Opinion: About that page of pro-Trump letters...
On Nov. 7, I walked through downtown Los Angeles to see and hear the kind of jubilation one would associate with liberation from a foreign occupying force. The trauma inflicted by the Trump administration’s four long years — the Muslim ban, the border separations, the assault on democratic norms and institutions, the politicization of just about everything and, now, the crazed effort to overturn the results of this election — will take many years to heal, if it ever does.
I think the trauma helps explain the strong reaction to the page we devoted last week to letters from Trump supporters. Their critiques fell into six categories:
First, The Times is giving a platform to racists, extremists or fascists, and thereby granting them legitimacy they do not deserve.

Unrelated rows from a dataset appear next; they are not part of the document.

/// Decodes a native `Observation` record (tag 11).
pub fn decode_observation(arena: &NativeArena, at: NativeRef) -> Option<Observation> {
    let view = arena.view(at)?;
    let mut target = Observation::default();
    let count = view.count(8);
    if count > 0 {
        if let Some(items) = view.array(12) {
            let mut values = Vec::with_capacity(count as usize);
            for index in 0..count {
                if let Some(value) = decode_identifier(arena, items.reference(index * 4)) {
                    values.push(value);
                }
            }
            if !values.is_empty() {
                target.identifier = Some(values);
            }
        }
    }
    // status: registered | preliminary | final | amended | corrected | cancelled | entered-in-error | unknown
    if let Some(value) = layout::text_opt(&view, 16) {
        target.status = Some(Coded::from_literal(value));
    }
    let count = view.count(28);
    if count > 0 {
        if let Some(items) = view.array(32) {
            let mut values = Vec::with_capacity(count as usize);
            for index in 0..count {
                if let Some(value) = decode_codeable_concept(arena, items.reference(index * 4)) {
                    values.push(value);
                }
            }
            if !values.is_empty() {
                target.category = Some(values);
            }
        }
    }
    if let Some(value) = decode_codeable_concept(arena, view.reference(36)) {
        target.code = Some(value);
    }
    if let Some(value) = decode_reference(arena, view.reference(40)) {
        target.subject = Some(value);
    }
    match view.u32_at(60) {
        1 => {
            if let Some(value) = layout::date_time(&view, 44) {
                target.effective_date_time = Some(Element::from(value));
            }
        }
        2 => {
            if let Some(value) = decode_period(arena, view.reference(44)) {
                target.effective_period = Some(value);
            }
        }
        _ => {}
    }
    if let Some(value) = layout::instant(&view, 64) {
        target.issued = Some(Element::from(value));
    }
    match view.u32_at(92) {
        1 => {
            if let Some(value) = decode_quantity(arena, view.reference(80)) {
                target.value_quantity = Some(value);
            }
        }
        2 => {
            if let Some(value) = layout::text_opt(&view, 80) {
                target.value_string = Some(Element::from(value));
            }
        }
        3 => {
            if let Some(value) = layout::opt_bool(&view, 80) {
                target.value_boolean = Some(Element::from(value));
            }
        }
        4 => {
            if let Some(value) = layout::opt_int(&view, 80) {
                target.value_integer = Some(Element::from(value));
            }
        }
        _ => {}
    }
    let count = view.count(96);
    if count > 0 {
        if let Some(items) = view.array(100) {
            let mut values = Vec::with_capacity(count as usize);
            for index in 0..count {
                if let Some(value) = decode_reference(arena, items.reference(index * 4)) {
                    values.push(value);
                }
            }
            if !values.is_empty() {
                target.performer = Some(values);
            }
        }
    }
    for node in ext::nodes(arena, &view) {
        for item in node.items() {
            if let Some(extension) = decode_extension(arena, item) {
                match node.name() {
                    "identifier" => ext::attach_item(&mut target.identifier, extension),
                    "status" => ext::attach(&mut target.status, extension),
                    "category" => ext::attach_item(&mut target.category, extension),
                    "code" => ext::attach(&mut target.code, extension),
                    "subject" => ext::attach(&mut target.subject, extension),
                    "effective" => {
                        let mut pending = Some(extension);
                        pending = pending
                            .and_then(|e| ext::attach_existing(&mut target.effective_date_time, e));
                        let _ = pending
                            .and_then(|e| ext::attach_existing(&mut target.effective_period, e));
                    }
                    "issued" => ext::attach(&mut target.issued, extension),
                    "value" => {
                        let mut pending = Some(extension);
                        pending = pending
                            .and_then(|e| ext::attach_existing(&mut target.value_quantity, e));
                        pending = pending
                            .and_then(|e| ext::attach_existing(&mut target.value_string, e));
                        pending = pending
                            .and_then(|e| ext::attach_existing(&mut target.value_boolean, e));
                        let _ = pending
                            .and_then(|e| ext::attach_existing(&mut target.value_integer, e));
                    }
                    "performer" => ext::attach_item(&mut target.performer, extension),
                    _ => {}
                }
            }
        }
    }
    Some(target)
}
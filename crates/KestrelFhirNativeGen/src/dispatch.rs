//! Root dispatch emitter: the routine that switches on a root record's tag
//! and hands off to the matching resource decoder.

use std::fmt::Write;

use crate::extract::MappingInfo;
use crate::registry;

/// Renders `decode_resource` over the resource mappings. Non-resource
/// mappings are skipped; they are only reachable through nesting.
pub fn emit_dispatch(mappings: &[MappingInfo]) -> String {
    let mut out = String::from(
        "\
/// Decodes the root record of an arena into a domain resource.
///
/// Returns `Ok(None)` for the null reference and an error when the root
/// record's tag matches no known resource.
pub fn decode_resource(arena: &NativeArena, at: NativeRef) -> Result<Option<Resource>, DecodeError> {
    let Some(view) = arena.view(at) else {
        return Ok(None);
    };
    match view.tag() {
",
    );
    for mapping in mappings {
        let is_resource = registry::entry(&mapping.native)
            .map(|entry| entry.resource)
            .unwrap_or(false);
        if !is_resource {
            continue;
        }
        let _ = writeln!(
            out,
            "        {} => Ok({}(arena, at).map(Resource::{})),",
            mapping.tag, mapping.decoder, mapping.domain
        );
    }
    out.push_str("        tag => Err(DecodeError::UnknownTag { tag }),\n    }\n}\n");
    out
}

#[cfg(test)]
mod tests {
    use super::*;
    use crate::extract::extract_all;
    use kestrel_fhir_lib::FhirVersion;

    #[test]
    fn dispatch_covers_exactly_the_resources() {
        let mappings = extract_all(FhirVersion::R4).unwrap();
        let emitted = emit_dispatch(&mappings);
        assert!(emitted.contains("10 => Ok(decode_patient(arena, at).map(Resource::Patient)),"));
        assert!(
            emitted.contains("11 => Ok(decode_observation(arena, at).map(Resource::Observation)),")
        );
        assert!(emitted.contains(
            "12 => Ok(decode_allergy_intolerance(arena, at).map(Resource::AllergyIntolerance)),"
        ));
        assert!(!emitted.contains("decode_coding"));
    }

    #[test]
    fn unmatched_tags_fall_through_to_an_error() {
        let mappings = extract_all(FhirVersion::R4).unwrap();
        let emitted = emit_dispatch(&mappings);
        assert!(emitted.contains("tag => Err(DecodeError::UnknownTag { tag }),"));
    }

    #[test]
    fn null_roots_short_circuit() {
        let emitted = emit_dispatch(&[]);
        assert!(emitted.contains("return Ok(None);"));
        assert!(!emitted.contains("=> Ok("));
    }
}
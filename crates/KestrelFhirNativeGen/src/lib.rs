//! Generator for the native record decoding routines.
//!
//! The pipeline runs in two stages. Extraction pairs the runtime's native
//! schema tables with the domain type catalog and classifies every field
//! through the conversion rule registry, producing mapping plans. Emission
//! renders those plans into the source text of the generated module that is
//! checked in under the runtime crate.
//!
//! Extraction is strict: a native field with no catalog counterpart, or a
//! wrapper shape with no conversion rule for the catalog's value kind, fails
//! generation instead of producing a decoder that silently drops data.

pub mod catalog;
pub mod dispatch;
pub mod emit;
pub mod extract;
pub mod registry;
pub mod rules;

use kestrel_fhir_lib::FhirVersion;
use thiserror::Error;

pub use extract::{extract, extract_all, MappingInfo};

/// Failure while pairing native layouts with the domain catalog.
#[derive(Debug, Error)]
pub enum SchemaError {
    #[error("no native layout or catalog entry for type {native_type}")]
    MissingType { native_type: String },

    #[error("{native_type}.{field} has no counterpart in the domain catalog")]
    UnknownProperty { native_type: String, field: String },

    #[error("{native_type}.{field} cannot be classified against property {property}")]
    Unclassifiable {
        native_type: String,
        field: String,
        property: String,
    },

    #[error("no registry entry for native type {native_type}")]
    MissingRegistryEntry { native_type: String },

    #[error("{native_type}.{field}: no conversion from {wrapper} to {value}")]
    MissingConversion {
        native_type: String,
        field: String,
        wrapper: String,
        value: String,
    },

    #[error("{native_type}.{field}: property {property} is not a primitive element")]
    NonNullableUnwrap {
        native_type: String,
        field: String,
        property: String,
    },

    #[error("{native_type}.{field}: layout invariant broken: {reason}")]
    LayoutInvariant {
        native_type: String,
        field: String,
        reason: String,
    },
}

/// Extracts mapping plans for every registered type and renders the full
/// generated module for the given FHIR release.
pub fn generate(version: FhirVersion) -> Result<String, SchemaError> {
    let mappings = extract::extract_all(version)?;
    Ok(emit::emit_module(&mappings))
}

#[cfg(test)]
mod tests {
    use super::*;

    #[test]
    fn generation_succeeds_for_r4() {
        let module = generate(FhirVersion::R4).unwrap();
        assert!(module.starts_with("//! Decoding routines for native R4 records."));
        assert!(module.contains("pub fn decode_patient"));
        assert!(module.contains("pub fn decode_resource"));
    }

    #[test]
    fn generation_fails_for_releases_the_layouts_do_not_cover() {
        // The native Observation layout has no field for R5's bodyStructure.
        assert!(matches!(
            generate(FhirVersion::R5),
            Err(SchemaError::UnknownProperty { .. })
        ));
    }
}
//! Code system enumerations with their declared wire literals.
//!
//! Each enumeration mirrors a required FHIR R4 value set binding. The wire
//! literal tables are consulted at generation time (to record the legal
//! literal set for a coded member) and by [`crate::Coded::as_enum`] for lazy
//! interpretation; decoding itself never validates literals.

/// A code system enumeration bound to a FHIR coded property.
pub trait CodeEnum: Copy + Sized {
    /// Value set name as it appears in the FHIR specification.
    const NAME: &'static str;
    /// Declared wire literals, in specification order.
    const LITERALS: &'static [&'static str];

    /// Resolves a wire literal to an enumeration member.
    fn from_literal(literal: &str) -> Option<Self>;

    /// Returns the wire literal for this member.
    fn literal(self) -> &'static str;
}

/// AdministrativeGender (<http://hl7.org/fhir/administrative-gender>)
#[derive(Debug, Clone, Copy, PartialEq, Eq, Hash)]
pub enum AdministrativeGender {
    Male,
    Female,
    Other,
    Unknown,
}

impl CodeEnum for AdministrativeGender {
    const NAME: &'static str = "AdministrativeGender";
    const LITERALS: &'static [&'static str] = &["male", "female", "other", "unknown"];

    fn from_literal(literal: &str) -> Option<Self> {
        match literal {
            "male" => Some(Self::Male),
            "female" => Some(Self::Female),
            "other" => Some(Self::Other),
            "unknown" => Some(Self::Unknown),
            _ => None,
        }
    }

    fn literal(self) -> &'static str {
        match self {
            Self::Male => "male",
            Self::Female => "female",
            Self::Other => "other",
            Self::Unknown => "unknown",
        }
    }
}

/// ObservationStatus (<http://hl7.org/fhir/observation-status>)
#[derive(Debug, Clone, Copy, PartialEq, Eq, Hash)]
pub enum ObservationStatus {
    Registered,
    Preliminary,
    Final,
    Amended,
    Corrected,
    Cancelled,
    EnteredInError,
    Unknown,
}

impl CodeEnum for ObservationStatus {
    const NAME: &'static str = "ObservationStatus";
    const LITERALS: &'static [&'static str] = &[
        "registered",
        "preliminary",
        "final",
        "amended",
        "corrected",
        "cancelled",
        "entered-in-error",
        "unknown",
    ];

    fn from_literal(literal: &str) -> Option<Self> {
        match literal {
            "registered" => Some(Self::Registered),
            "preliminary" => Some(Self::Preliminary),
            "final" => Some(Self::Final),
            "amended" => Some(Self::Amended),
            "corrected" => Some(Self::Corrected),
            "cancelled" => Some(Self::Cancelled),
            "entered-in-error" => Some(Self::EnteredInError),
            "unknown" => Some(Self::Unknown),
            _ => None,
        }
    }

    fn literal(self) -> &'static str {
        match self {
            Self::Registered => "registered",
            Self::Preliminary => "preliminary",
            Self::Final => "final",
            Self::Amended => "amended",
            Self::Corrected => "corrected",
            Self::Cancelled => "cancelled",
            Self::EnteredInError => "entered-in-error",
            Self::Unknown => "unknown",
        }
    }
}

/// NameUse (<http://hl7.org/fhir/name-use>)
#[derive(Debug, Clone, Copy, PartialEq, Eq, Hash)]
pub enum NameUse {
    Usual,
    Official,
    Temp,
    Nickname,
    Anonymous,
    Old,
    Maiden,
}

impl CodeEnum for NameUse {
    const NAME: &'static str = "NameUse";
    const LITERALS: &'static [&'static str] = &[
        "usual",
        "official",
        "temp",
        "nickname",
        "anonymous",
        "old",
        "maiden",
    ];

    fn from_literal(literal: &str) -> Option<Self> {
        match literal {
            "usual" => Some(Self::Usual),
            "official" => Some(Self::Official),
            "temp" => Some(Self::Temp),
            "nickname" => Some(Self::Nickname),
            "anonymous" => Some(Self::Anonymous),
            "old" => Some(Self::Old),
            "maiden" => Some(Self::Maiden),
            _ => None,
        }
    }

    fn literal(self) -> &'static str {
        match self {
            Self::Usual => "usual",
            Self::Official => "official",
            Self::Temp => "temp",
            Self::Nickname => "nickname",
            Self::Anonymous => "anonymous",
            Self::Old => "old",
            Self::Maiden => "maiden",
        }
    }
}

/// IdentifierUse (<http://hl7.org/fhir/identifier-use>)
#[derive(Debug, Clone, Copy, PartialEq, Eq, Hash)]
pub enum IdentifierUse {
    Usual,
    Official,
    Temp,
    Secondary,
    Old,
}

impl CodeEnum for IdentifierUse {
    const NAME: &'static str = "IdentifierUse";
    const LITERALS: &'static [&'static str] = &["usual", "official", "temp", "secondary", "old"];

    fn from_literal(literal: &str) -> Option<Self> {
        match literal {
            "usual" => Some(Self::Usual),
            "official" => Some(Self::Official),
            "temp" => Some(Self::Temp),
            "secondary" => Some(Self::Secondary),
            "old" => Some(Self::Old),
            _ => None,
        }
    }

    fn literal(self) -> &'static str {
        match self {
            Self::Usual => "usual",
            Self::Official => "official",
            Self::Temp => "temp",
            Self::Secondary => "secondary",
            Self::Old => "old",
        }
    }
}

/// QuantityComparator (<http://hl7.org/fhir/quantity-comparator>)
#[derive(Debug, Clone, Copy, PartialEq, Eq, Hash)]
pub enum QuantityComparator {
    LessThan,
    LessOrEqual,
    GreaterOrEqual,
    GreaterThan,
}

impl CodeEnum for QuantityComparator {
    const NAME: &'static str = "QuantityComparator";
    const LITERALS: &'static [&'static str] = &["<", "<=", ">=", ">"];

    fn from_literal(literal: &str) -> Option<Self> {
        match literal {
            "<" => Some(Self::LessThan),
            "<=" => Some(Self::LessOrEqual),
            ">=" => Some(Self::GreaterOrEqual),
            ">" => Some(Self::GreaterThan),
            _ => None,
        }
    }

    fn literal(self) -> &'static str {
        match self {
            Self::LessThan => "<",
            Self::LessOrEqual => "<=",
            Self::GreaterOrEqual => ">=",
            Self::GreaterThan => ">",
        }
    }
}

/// AllergyIntoleranceCategory (<http://hl7.org/fhir/allergy-intolerance-category>)
#[derive(Debug, Clone, Copy, PartialEq, Eq, Hash)]
pub enum AllergyCategory {
    Food,
    Medication,
    Environment,
    Biologic,
}

impl CodeEnum for AllergyCategory {
    const NAME: &'static str = "AllergyIntoleranceCategory";
    const LITERALS: &'static [&'static str] = &["food", "medication", "environment", "biologic"];

    fn from_literal(literal: &str) -> Option<Self> {
        match literal {
            "food" => Some(Self::Food),
            "medication" => Some(Self::Medication),
            "environment" => Some(Self::Environment),
            "biologic" => Some(Self::Biologic),
            _ => None,
        }
    }

    fn literal(self) -> &'static str {
        match self {
            Self::Food => "food",
            Self::Medication => "medication",
            Self::Environment => "environment",
            Self::Biologic => "biologic",
        }
    }
}

/// AllergyIntoleranceCriticality (<http://hl7.org/fhir/allergy-intolerance-criticality>)
#[derive(Debug, Clone, Copy, PartialEq, Eq, Hash)]
pub enum AllergyCriticality {
    Low,
    High,
    UnableToAssess,
}

impl CodeEnum for AllergyCriticality {
    const NAME: &'static str = "AllergyIntoleranceCriticality";
    const LITERALS: &'static [&'static str] = &["low", "high", "unable-to-assess"];

    fn from_literal(literal: &str) -> Option<Self> {
        match literal {
            "low" => Some(Self::Low),
            "high" => Some(Self::High),
            "unable-to-assess" => Some(Self::UnableToAssess),
            _ => None,
        }
    }

    fn literal(self) -> &'static str {
        match self {
            Self::Low => "low",
            Self::High => "high",
            Self::UnableToAssess => "unable-to-assess",
        }
    }
}

#[cfg(test)]
mod tests {
    use super::*;

    #[test]
    fn literal_tables_round_trip() {
        for literal in ObservationStatus::LITERALS {
            let member = ObservationStatus::from_literal(literal).unwrap();
            assert_eq!(member.literal(), *literal);
        }
        for literal in QuantityComparator::LITERALS {
            let member = QuantityComparator::from_literal(literal).unwrap();
            assert_eq!(member.literal(), *literal);
        }
    }

    #[test]
    fn unknown_literal_is_rejected() {
        assert_eq!(AllergyCategory::from_literal("mineral"), None);
    }
}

Second, The Times is practicing “false equivalence” — treating each side as if it were equally valid.
Third, mainstream media have already devoted far too much attention to Trump supporters. That time would be better spent listening to communities of color, victims of police violence and people who have lost work because of COVID-19, among others.
Fourth, what Trump supporters believe is already well known, and there is nothing more to say.
Fifth, by running letters from moderate-seeming Trump voters, we are not giving an accurate and complete portrayal of the extremism, disinformation and white supremacy that are at the heart of Trumpism.
And sixth, by giving a full letters page to Trump supporters, we are treating them like exotic “zoo animals,” revealing our own blind spots as liberals.
The criticisms have given me a lot to think about. I stand by our decision, but I wish to address these objections.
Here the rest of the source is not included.